N生児の星©︎斎藤雨梟 SAITO Ukyo

 望がおかしいって、噂くらいは聞いてるんだろう。実はもう死んでて、私が一人二役やってるなんて、昔の悪だくみと正反対の、傑作なのもある。それとも、もっと出所のまともな話にあたってきたのか。言っておくが、それだって事実じゃない。なぜ断言できるかって、事実なんか私にもよくわからないからさ。別に隠してるわけじゃない、説明のしようがないだけなんだ。望は突然、奇病を患ってね。時々前触れもなく倒れて、鼓動も呼吸もピタリと止めて何日もそのままになる。最初は死んだかと思って泣いたけど、球になだめられて様子を見てると、そのうち何もなかったように動き出す。聞いたことのない話だろう。球も調べてくれるが原因がわからない。命の危険はなさそうだと言うが、専門家の意見とはいえ推測の領域だ。望は好きなものも思い通り作れず、よく混乱したり塞ぎ込んだり辛そうだった。私も、長生きしたいなんぞと思いもしなかったくせに、望が早死にすると想像しただけで気が狂いそうだった。

 そんな時、生体技能者の認定制度が始まって、特級に私を推薦したいと球が言い出したんだ。球自身も認定者に内定したから、球の診療が特級技能とみなされ、もう一般の人間を勝手に診られなくなる事情もあった。私も認定者ならば自由に診られるし、私の技能を維持するため、望の健康状態が私と同じ必要があると認められれば、望も治療できる。今ならばそう話を通せると。現代に球以上の医者はいないよ。決して身内びいきじゃなく、実際そうなんだ。この時点で、話を受ける以外、考えられなかった。

 生体技能とは、生身の体に備わる、まだ抽出・信号化できていないメタ感覚を高度に要する技能のことだ。今だって、連邦政府の存在意義といったら、まずはこれだけ数の減った人類を維持する計画にあるだろう。当時は古い「国」がなくなって、連邦制と呼べるものがどうにかまとまったばかり。なおさらそこに、全てがかかってた。生きた生身の体のサンプルをなるべく数も種類も確保しておきたい肚も当然あったろう。認定者は新しい体にはなれないが、特級ともなると、生身のまま健康を保ち、メタ感覚に関わる環境も保つために、連邦があらゆる手段を講じてくれる。そうも聞かされた。
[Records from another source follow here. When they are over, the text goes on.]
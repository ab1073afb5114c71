//! Error types for the tandem hub.

use std::path::PathBuf;
use std::time::Duration;
use tandem_core::ClockError;
use tandem_types::{CodecError, ErrorCode};

/// Main error type for hub operations.
#[derive(Debug, thiserror::Error)]
pub enum HubError {
    /// Configuration error.
    #[error("configuration error: {0}")]
    Config(#[from] crate::config::ConfigError),

    /// A device command failed.
    #[error("command error: {0}")]
    Command(#[from] CommandError),

    /// Clock synchronization failed.
    #[error("clock sync error: {0}")]
    Sync(#[from] SyncError),

    /// Transfer failed.
    #[error("transfer error: {0}")]
    Transfer(#[from] TransferError),

    /// Session metadata could not be read or written.
    #[error("metadata error: {0}")]
    Metadata(#[from] MetadataError),

    /// A session is already running.
    #[error("session {0} is already active")]
    SessionActive(String),

    /// No session is running.
    #[error("no active session")]
    NoActiveSession,

    /// No devices are connected.
    #[error("no devices connected")]
    NoDevices,

    /// Connecting to a device failed.
    #[error("failed to connect to {addr}: {source}")]
    Connect {
        /// Address as given.
        addr: String,
        /// Underlying I/O error.
        source: std::io::Error,
    },

    /// Timed out waiting for something other than a command reply.
    #[error("timed out after {0:?}")]
    Timeout(Duration),

    /// I/O error.
    #[error("I/O error: {0}")]
    Io(#[from] std::io::Error),
}

/// Outcome of a single command that did not succeed.
#[derive(Debug, Clone, thiserror::Error)]
pub enum CommandError {
    /// No reply within the command budget.
    #[error("{command} timed out after {after:?}")]
    Timeout {
        /// Command name.
        command: String,
        /// Budget that elapsed.
        after: Duration,
    },

    /// The connection dropped before a reply arrived.
    #[error("connection lost")]
    ConnectionLost,

    /// The device rejected the command.
    #[error("rejected with {code}: {message}")]
    Rejected {
        /// Device error code.
        code: ErrorCode,
        /// Device error message.
        message: String,
    },

    /// The command could not be encoded or written.
    #[error("protocol error: {0}")]
    Protocol(String),

    /// The reply was not an ack or error, or lacked a required field.
    #[error("unexpected reply: {0}")]
    UnexpectedReply(String),
}

impl CommandError {
    /// Device error code, if the device rejected the command.
    pub fn code(&self) -> Option<&ErrorCode> {
        match self {
            CommandError::Rejected { code, .. } => Some(code),
            _ => None,
        }
    }
}

impl From<CodecError> for CommandError {
    fn from(e: CodecError) -> Self {
        match e {
            CodecError::Closed | CodecError::Io(_) => CommandError::ConnectionLost,
            CodecError::Malformed { reason } => CommandError::Protocol(reason),
        }
    }
}

/// Clock probe failures. The stored offset is left untouched.
#[derive(Debug, thiserror::Error)]
pub enum SyncError {
    /// No reply within the probe budget.
    #[error("clock probe timed out after {0:?}")]
    Timeout(Duration),

    /// The `time_sync` command failed.
    #[error("time_sync failed: {0}")]
    Command(#[from] CommandError),

    /// The reply could not be interpreted.
    #[error("bad time reply: {0}")]
    BadReply(String),

    /// Offset statistics could not be computed.
    #[error("{0}")]
    Clock(#[from] ClockError),

    /// UDP probe I/O failed.
    #[error("I/O error: {0}")]
    Io(#[from] std::io::Error),
}

/// Transfer receiver failures.
#[derive(Debug, thiserror::Error)]
pub enum TransferError {
    /// Header missing, too long or not valid JSON.
    #[error("bad header: {0}")]
    BadHeader(String),

    /// A read stalled longer than the per-read budget.
    #[error("read timed out after {0:?}")]
    ReadTimeout(Duration),

    /// The sender closed before the announced size arrived.
    #[error("short read: got {received} of {expected} bytes")]
    ShortRead {
        /// Bytes received.
        received: u64,
        /// Bytes announced in the header.
        expected: u64,
    },

    /// The archive could not be read.
    #[error("archive error: {0}")]
    Archive(#[from] zip::result::ZipError),

    /// An archive entry would land outside the session directory.
    #[error("unsafe archive entry: {0}")]
    UnsafeEntry(String),

    /// I/O error.
    #[error("I/O error: {0}")]
    Io(#[from] std::io::Error),

    /// The extraction task panicked.
    #[error("extraction task failed: {0}")]
    Join(String),
}

/// Session metadata store failures.
#[derive(Debug, thiserror::Error)]
pub enum MetadataError {
    /// No metadata for this session.
    #[error("session not found: {0}")]
    NotFound(String),

    /// Metadata for this session already exists.
    #[error("session already exists: {0}")]
    AlreadyExists(String),

    /// Reading or writing the metadata file failed.
    #[error("I/O error on {path}: {source}")]
    Io {
        /// File or directory involved.
        path: PathBuf,
        /// Underlying I/O error.
        source: std::io::Error,
    },

    /// Metadata is not valid JSON.
    #[error("invalid metadata: {0}")]
    Json(#[from] serde_json::Error),
}

/// Result type alias for hub operations.
pub type Result<T> = std::result::Result<T, HubError>;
 それから今まで、球が手を尽くしてくれてるが、望の具合は一進一退だ。動きが止まる不安には、何百年経とうと慣れそうにない。それに、良くないなりに状況が安定すればしたで、また別のことがこたえる。動かない時の望が、昔作った「死体」そっくりなんだ。残酷な眺めだよ。私は心の奥底でこの状態をこそ望んでいて、人形作りはその再現だったんじゃないかと、疑い出すと止まらず、ひどく苛まれてね。球にどうにもできないならば医学の限界だろうが、それを知らされ続けるのも辛い。いっそ認定者を降りて二人一緒に自然寿命に任せるかと思うこともある。
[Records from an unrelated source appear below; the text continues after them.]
//! HTTP status endpoints for the tandem hub.
//!
//! Provides health checks, Prometheus metrics and a per-device view.

pub mod health;
mod metrics;

use crate::controller::{DeviceSnapshot, HubController};
use axum::{routing::get, Extension, Json, Router};
use serde::Serialize;
use std::sync::Arc;
use tandem_core::SessionStatus;
use tokio::net::TcpListener;

pub use health::HealthStatus;

/// Build the HTTP router with all endpoints.
pub fn build_router(hub: Arc<HubController>) -> Router {
    Router::new()
        .route("/health", get(health::health_handler))
        .route("/metrics", get(metrics::metrics_handler))
        .route("/devices", get(devices_handler))
        .layer(Extension(hub))
}

/// Serve the status endpoints on `listener` until the task is dropped.
pub async fn serve_http(listener: TcpListener, hub: Arc<HubController>) -> std::io::Result<()> {
    if let Ok(addr) = listener.local_addr() {
        tracing::info!("Status endpoint listening on http://{}", addr);
    }
    axum::serve(listener, build_router(hub)).await
}

/// Response of `GET /devices`.
#[derive(Debug, Clone, Serialize)]
pub struct DevicesReport {
    /// Aggregate over every registered device.
    pub session: SessionStatus,
    /// Running session id, if any.
    pub active_session: Option<String>,
    /// Per-device state.
    pub devices: Vec<DeviceSnapshot>,
}

async fn devices_handler(Extension(hub): Extension<Arc<HubController>>) -> Json<DevicesReport> {
    Json(DevicesReport {
        session: hub.session_status(),
        active_session: hub.active_session().map(|s| s.session_id),
        devices: hub.snapshot(),
    })
}

#[cfg(test)]
mod tests {
    use super::*;
    use crate::config::{Config, ServerConfig, TransferConfig};
    use axum::body::Body;
    use axum::http::{Request, StatusCode};
    use tandem_core::MonotonicClock;
    use tower::util::ServiceExt;

    async fn test_hub(root: &std::path::Path) -> Arc<HubController> {
        let config = Config {
            server: ServerConfig {
                advertise_host: "127.0.0.1".into(),
                transfer_bind: "127.0.0.1:0".into(),
            },
            transfer: TransferConfig {
                sessions_root: root.to_path_buf(),
                ..TransferConfig::default()
            },
            ..Config::default()
        };
        Arc::new(
            HubController::bind(config, Arc::new(MonotonicClock::new()))
                .await
                .unwrap(),
        )
    }

    async fn get_body(app: Router, uri: &str) -> (StatusCode, String) {
        let response = app
            .oneshot(Request::builder().uri(uri).body(Body::empty()).unwrap())
            .await
            .unwrap();
        let status = response.status();
        let bytes = axum::body::to_bytes(response.into_body(), usize::MAX)
            .await
            .unwrap();
        (status, String::from_utf8(bytes.to_vec()).unwrap())
    }

    #[tokio::test]
    async fn health_endpoint_returns_ok() {
        let dir = tempfile::tempdir().unwrap();
        let app = build_router(test_hub(dir.path()).await);

        let (status, body) = get_body(app, "/health").await;
        assert_eq!(status, StatusCode::OK);
        assert!(body.contains("\"status\":\"ok\""), "{body}");
        assert!(body.contains("\"devices\":0"), "{body}");
    }

    #[tokio::test]
    async fn metrics_endpoint_returns_ok() {
        let dir = tempfile::tempdir().unwrap();
        let app = build_router(test_hub(dir.path()).await);

        let (status, body) = get_body(app, "/metrics").await;
        assert_eq!(status, StatusCode::OK);
        assert!(body.contains("tandem_hub_commands_sent_total 0"), "{body}");
    }

    #[tokio::test]
    async fn devices_endpoint_reports_aggregate() {
        let dir = tempfile::tempdir().unwrap();
        let app = build_router(test_hub(dir.path()).await);

        let (status, body) = get_body(app, "/devices").await;
        assert_eq!(status, StatusCode::OK);
        let json: serde_json::Value = serde_json::from_str(&body).unwrap();
        assert_eq!(json["session"]["status"], "idle");
        assert_eq!(json["devices"], serde_json::json!([]));
        assert!(json["active_session"].is_null());
    }

    #[tokio::test]
    async fn unknown_path_is_not_found() {
        let dir = tempfile::tempdir().unwrap();
        let app = build_router(test_hub(dir.path()).await);

        let (status, _) = get_body(app, "/nope").await;
        assert_eq!(status, StatusCode::NOT_FOUND);
    }
}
 でも、あんたみたいな変わったお客を迎えて、心が未知と遊び出すとわかるんだよ、それもこれもただ単に、このところのどうしようもない倦怠を、逃れたいだけだったかもしれないってね。きっと私にはもう少し、待つべきものがあるんだろう、まるで知れない明日だとか、そんなものが。なに、球もよく訪ねて来てくれるし、この頃じゃあ望は動き出せば元気なのが救いだよ。今? 止まってるよ、望は。会わせるわけにはいかない、悪いけれど。

 私と望と球の身の上話と間柄は、これくらいだ。

 次はそっちの番だ、ここへきた本当の理由をそろそろ教えてくれないか。

 あんたが私たち三人に、そっくりな理由も。

 新しい体をどう作るのも簡単とはいえ、偶然とは考えにくいね。何かわけがあるんだろう? 妙な話だ、こんな長い時を経て、同じ顔の人間が五人揃うなんて。

     *

 日は落ちかけ、部屋の隅の暗がりも夜の色を少しずつ濃くしている。剣崎が手をかざすと、天井につけられたあかりが灯り、互いの姿をつぶさに照らし出した。はじめに相対した時の剣崎の行動を再現するかのように、若い客は油断なくじっと見つめ返し、そして薄く微笑むと切り出した。
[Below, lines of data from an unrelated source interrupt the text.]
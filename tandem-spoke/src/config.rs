//! Device agent configuration.

use std::net::SocketAddr;
use std::path::PathBuf;
use std::time::Duration;
use tandem_types::{Framing, DEFAULT_MAX_FRAME_LEN};

/// Configuration for [`DeviceAgent`](crate::DeviceAgent).
#[derive(Debug, Clone)]
pub struct AgentConfig {
    /// Address the control listener binds to.
    pub listen_addr: SocketAddr,
    /// Root directory; each session records into `data_dir/<session_id>`.
    pub data_dir: PathBuf,
    /// Identifier reported in capabilities, heartbeats and transfers.
    pub device_id: String,
    /// Human-readable model string.
    pub device_model: String,
    /// Platform SDK level to report, if any.
    pub android_sdk: Option<u32>,
    /// Device has an RGB camera.
    pub has_rgb: bool,
    /// Device has a thermal imager.
    pub has_thermal: bool,
    /// Device has a GSR sensor.
    pub has_gsr: bool,
    /// Opaque camera descriptors for `query_capabilities`.
    pub cameras: Vec<serde_json::Value>,
    /// Framing used for replies and events.
    pub framing: Framing,
    /// Largest accepted control message.
    pub max_frame_len: usize,
    /// Interval between heartbeat events (`None` disables them).
    pub heartbeat_interval: Option<Duration>,
    /// UDP time echo bind address (`None` disables it).
    pub time_echo_addr: Option<SocketAddr>,
    /// Timeout to establish a transfer connection.
    pub transfer_connect_timeout: Duration,
    /// Timeout for each write during a transfer.
    pub transfer_write_timeout: Duration,
}

impl Default for AgentConfig {
    fn default() -> Self {
        Self {
            listen_addr: SocketAddr::from(([0, 0, 0, 0], 8080)),
            data_dir: PathBuf::from("tandem-data"),
            device_id: "tandem-device".to_string(),
            device_model: "tandem simulated device".to_string(),
            android_sdk: None,
            has_rgb: false,
            has_thermal: false,
            has_gsr: false,
            cameras: Vec::new(),
            framing: Framing::LengthPrefixed,
            max_frame_len: DEFAULT_MAX_FRAME_LEN,
            heartbeat_interval: Some(Duration::from_secs(3)),
            time_echo_addr: None,
            transfer_connect_timeout: Duration::from_secs(2),
            transfer_write_timeout: Duration::from_secs(5),
        }
    }
}

impl AgentConfig {
    /// Create a configuration for the given device id and data directory.
    pub fn new(device_id: &str, data_dir: impl Into<PathBuf>) -> Self {
        Self {
            device_id: device_id.to_string(),
            data_dir: data_dir.into(),
            ..Self::default()
        }
    }

    /// Set the control listener address.
    pub fn with_listen_addr(mut self, addr: SocketAddr) -> Self {
        self.listen_addr = addr;
        self
    }

    /// Set the model string.
    pub fn with_model(mut self, model: &str) -> Self {
        self.device_model = model.to_string();
        self
    }

    /// Declare sensor capabilities.
    pub fn with_sensors(mut self, rgb: bool, thermal: bool, gsr: bool) -> Self {
        self.has_rgb = rgb;
        self.has_thermal = thermal;
        self.has_gsr = gsr;
        self
    }

    /// Set the reply framing.
    pub fn with_framing(mut self, framing: Framing) -> Self {
        self.framing = framing;
        self
    }

    /// Set (or disable) the heartbeat interval.
    pub fn with_heartbeat(mut self, interval: Option<Duration>) -> Self {
        self.heartbeat_interval = interval;
        self
    }

    /// Enable the UDP time echo on `addr`.
    pub fn with_time_echo(mut self, addr: SocketAddr) -> Self {
        self.time_echo_addr = Some(addr);
        self
    }

    /// Set transfer timeouts.
    pub fn with_transfer_timeouts(mut self, connect: Duration, write: Duration) -> Self {
        self.transfer_connect_timeout = connect;
        self.transfer_write_timeout = write;
        self
    }

    /// Directory a session records into.
    pub fn session_dir(&self, session_id: &str) -> PathBuf {
        self.data_dir.join(session_id)
    }
}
「私が『新しい体』だと、先ほどから随分確信をお持ちなのは、なぜですか」

 剣崎の眉がぴくりと動く。自分と寸分違わぬ姿をした相手を、人でない者でも見る目で、しかしどこか面白がる風情で迎えていたのが、急にその同じ双眸に心もとなさが浮かび出る。

「なぜってそりゃあ、見れば……」

 発した言葉も半ばで不明瞭に濁り、早くも確信を疑い始めたのは明らかだった。

「確かに私は新しい体らしい外見でしょうが、それを言うならば生身のはずのあなたも、同じでは?」

 客はなおもたたみかける。指摘はもっともなものだが、剣崎は意表を突かれたというふうに、曖昧な表情を口元に貼りつかせて絶句している。

「私がここへきた本当の理由を、いくつか推測されてはいるんでしょう。でも言っておきますが、それは事実ではありません」

 意図してなのか、つい先ほどの物言いをそのまま返すと、客はようやく口を開きかけた剣崎を両手のひらをふわりと上げて牽制し、ひと息の間をおいて、言った。